Dermatologists receive four or more years of training beyond medical school and are experts in skin, hair and nail disorders. They have developed and introduced most of the innovative cosmetic procedures in the last fifty years. These procedures include: treatments for acne scarring, sun damage, wrinkles, fine lines and brown spots, Mohs micrographic surgery for skin cancer, dermabrasion, hair transplantation, chemical peels, laser surgery, tumescent liposuction which has made liposuction a safe procedure, sclerotherapy for leg veins, fat transfer, Botox®, fillers like collagen, Restylane® and Sculptra®, laser resurfacing, facial rejuvenation, and high-tech vein treatments. Shouldn’t you trust your skin to an expert? For more specific information, please see FAQs under Adult Dermatology.

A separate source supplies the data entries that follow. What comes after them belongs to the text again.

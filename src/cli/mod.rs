//! Command handlers for the climaql command-line interface.
//!
//! Commands execute either locally (opening the datasets in-process) or
//! remotely (spawning a query service and talking MCP over its stdio).

use std::collections::HashMap;
use std::sync::Arc;

use anyhow::{anyhow, Context, Result};
use tracing::warn;

use climaql::config::Config;
use climaql::domain::Domain;
use climaql::geocode::NominatimGeocoder;
use climaql::lexicon::vocab::{builder_for, EMISSION_TABLES, REANALYSIS_COUNTRIES};
use climaql::lexicon::{lexicon_for, Category, Lexicon};
use climaql::query::QuestionPipeline;
use climaql::render::ChatCompletionsRenderer;
use climaql::session::{LocalSession, McpSession, QuerySession};
use climaql::store::DatasetStore;

/// Where commands execute.
pub enum ExecutionMode {
    /// Open the configured datasets in-process.
    Local(Box<Config>),
    /// Spawn `command` (whitespace-split) as a query service child process.
    Remote(Box<Config>, String),
}

impl ExecutionMode {
    fn config(&self) -> &Config {
        match self {
            ExecutionMode::Local(config) | ExecutionMode::Remote(config, _) => config,
        }
    }

    async fn session(&self) -> Result<Arc<dyn QuerySession>> {
        match self {
            ExecutionMode::Local(config) => {
                let stores = open_stores(config)?;
                if stores.is_empty() {
                    return Err(anyhow!("no datasets configured; add a [datasets] section"));
                }
                Ok(Arc::new(LocalSession::new(stores)))
            }
            ExecutionMode::Remote(_, command) => {
                let mut parts = command.split_whitespace();
                let program = parts.next().ok_or_else(|| anyhow!("empty remote command"))?;
                let args: Vec<String> = parts.map(str::to_string).collect();
                let session = McpSession::spawn(program, &args).await?;
                Ok(Arc::new(session))
            }
        }
    }
}

/// Open a store for every configured domain.
pub fn open_stores(config: &Config) -> Result<HashMap<Domain, Arc<DatasetStore>>> {
    let mut stores = HashMap::new();
    for domain in config.configured_domains() {
        let path = config.dataset_path(domain)?;
        let lexicon = Arc::new(lexicon_for(
            domain,
            config.extraction.similarity_threshold,
            config.extraction.ambiguity_margin,
        ));
        let store = DatasetStore::open(domain, &path, lexicon, config.service.row_ceiling)
            .with_context(|| format!("opening {domain} dataset"))?;
        stores.insert(domain, Arc::new(store));
    }
    Ok(stores)
}

/// Build the extraction lexicon, optionally widened with location names read
/// from the dataset (country names for emissions, city names for
/// reanalysis). Seeding failures fall back to the static vocabulary.
async fn seeded_lexicon(
    domain: Domain,
    config: &Config,
    session: &Arc<dyn QuerySession>,
) -> Lexicon {
    let threshold = config.extraction.similarity_threshold;
    let margin = config.extraction.ambiguity_margin;
    if !config.extraction.seed_locations {
        return lexicon_for(domain, threshold, margin);
    }

    let mut builder = builder_for(domain, threshold, margin);
    let seeds: Vec<(String, &str)> = match domain {
        Domain::Emissions => EMISSION_TABLES
            .iter()
            .map(|t| (t.to_string(), "Name"))
            .collect(),
        Domain::Reanalysis => REANALYSIS_COUNTRIES
            .iter()
            .flat_map(|c| [(format!("{c}_df0"), "City"), (format!("{c}_df1"), "City")])
            .collect(),
        _ => Vec::new(),
    };
    for (table, column) in seeds {
        match session.distinct_values(domain, &table, column).await {
            Ok(values) => {
                for value in values {
                    builder = builder.seed_surfaces(
                        Category::Location,
                        &value,
                        &[],
                        &[table.clone()],
                    );
                }
            }
            Err(err) => {
                warn!(%table, %err, "location seeding skipped");
            }
        }
    }
    builder.build()
}

async fn pipeline_for(
    domain: Domain,
    config: &Config,
    session: Arc<dyn QuerySession>,
) -> Result<QuestionPipeline> {
    let lexicon = Arc::new(seeded_lexicon(domain, config, &session).await);
    let mut pipeline =
        QuestionPipeline::new(domain, lexicon, session, config.service.row_ceiling);

    if config.render.enabled {
        let (user, key) = config.render.credentials()?;
        let renderer = ChatCompletionsRenderer::new(
            &config.render.url,
            &config.render.model,
            user,
            key,
            config.render.timeout_secs,
        )?;
        pipeline = pipeline.with_renderer(Arc::new(renderer));
    }
    if config.geocode.enabled && domain == Domain::Reanalysis {
        let geocoder = NominatimGeocoder::new(
            &config.geocode.url,
            &config.geocode.user_agent,
            config.geocode.timeout_secs,
        )?;
        pipeline = pipeline.with_geocoder(Arc::new(geocoder));
    }
    Ok(pipeline)
}

/// Ask a question against one domain.
pub async fn run_ask(mode: ExecutionMode, domain: Domain, question: &str, json: bool) -> Result<()> {
    let session = mode.session().await?;
    let pipeline = pipeline_for(domain, mode.config(), session).await?;
    let answer = pipeline.answer(question).await?;

    if json {
        println!("{}", serde_json::to_string_pretty(&answer)?);
        return Ok(());
    }
    if let Some(message) = &answer.clarification {
        println!("{message}");
        return Ok(());
    }
    if let Some(prose) = &answer.prose {
        println!("{prose}");
    }
    println!(
        "({} queries, {} rows, {} ms)",
        answer.queries.len(),
        answer.results.iter().map(|r| r.row_count).sum::<usize>(),
        answer.stats.total_ms
    );
    Ok(())
}

/// List the tables a domain serves.
pub async fn run_tables(mode: ExecutionMode, domain: Domain, json: bool) -> Result<()> {
    let session = mode.session().await?;
    let tables = session.list_tables(domain).await?;
    if json {
        println!("{}", serde_json::to_string_pretty(&tables)?);
    } else {
        for table in tables {
            println!("{table}");
        }
    }
    Ok(())
}

/// Describe one table's columns.
pub async fn run_describe(mode: ExecutionMode, domain: Domain, table: &str, json: bool) -> Result<()> {
    let session = mode.session().await?;
    let schema = session.describe_table(domain, table).await?;
    if json {
        println!("{}", serde_json::to_string_pretty(&schema)?);
    } else {
        println!("{}", schema.name);
        for column in &schema.columns {
            println!("  {} {}", column.name, column.ty.sql_name());
        }
    }
    Ok(())
}

/// Print the first rows of a table.
pub async fn run_sample(
    mode: ExecutionMode,
    domain: Domain,
    table: &str,
    count: u32,
    json: bool,
) -> Result<()> {
    let session = mode.session().await?;
    let result = session.sample(domain, table, count).await?;
    if json {
        println!("{}", serde_json::to_string_pretty(&result)?);
    } else {
        println!("{}", climaql::render::degraded_rendering(std::slice::from_ref(&result)));
    }
    Ok(())
}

A pediatric dermatologist is a dermatologist who specializes in diagnosing and treating disorders of the skin, hair, and nails in infants and children. After dermatology residency, extra study and training are needed to become a pediatric dermatologist. Skin diseases can present and affect children differently than adults. Understanding the genetics behind skin development, congenital diseases, birthmarks such as port-wine stains and hemangiomas, viruses of the skin such as warts and molluscum, atopic dermatitis, psoriasis and autoimmune processes of the skin are reasons why extra training is required to be a leader in pediatric dermatology. Therapeutic dosing and medication regimens frequently differ in the pediatric population. Special care is required to examine and perform surgical procedures in children, and a pediatric dermatologist understands these differences.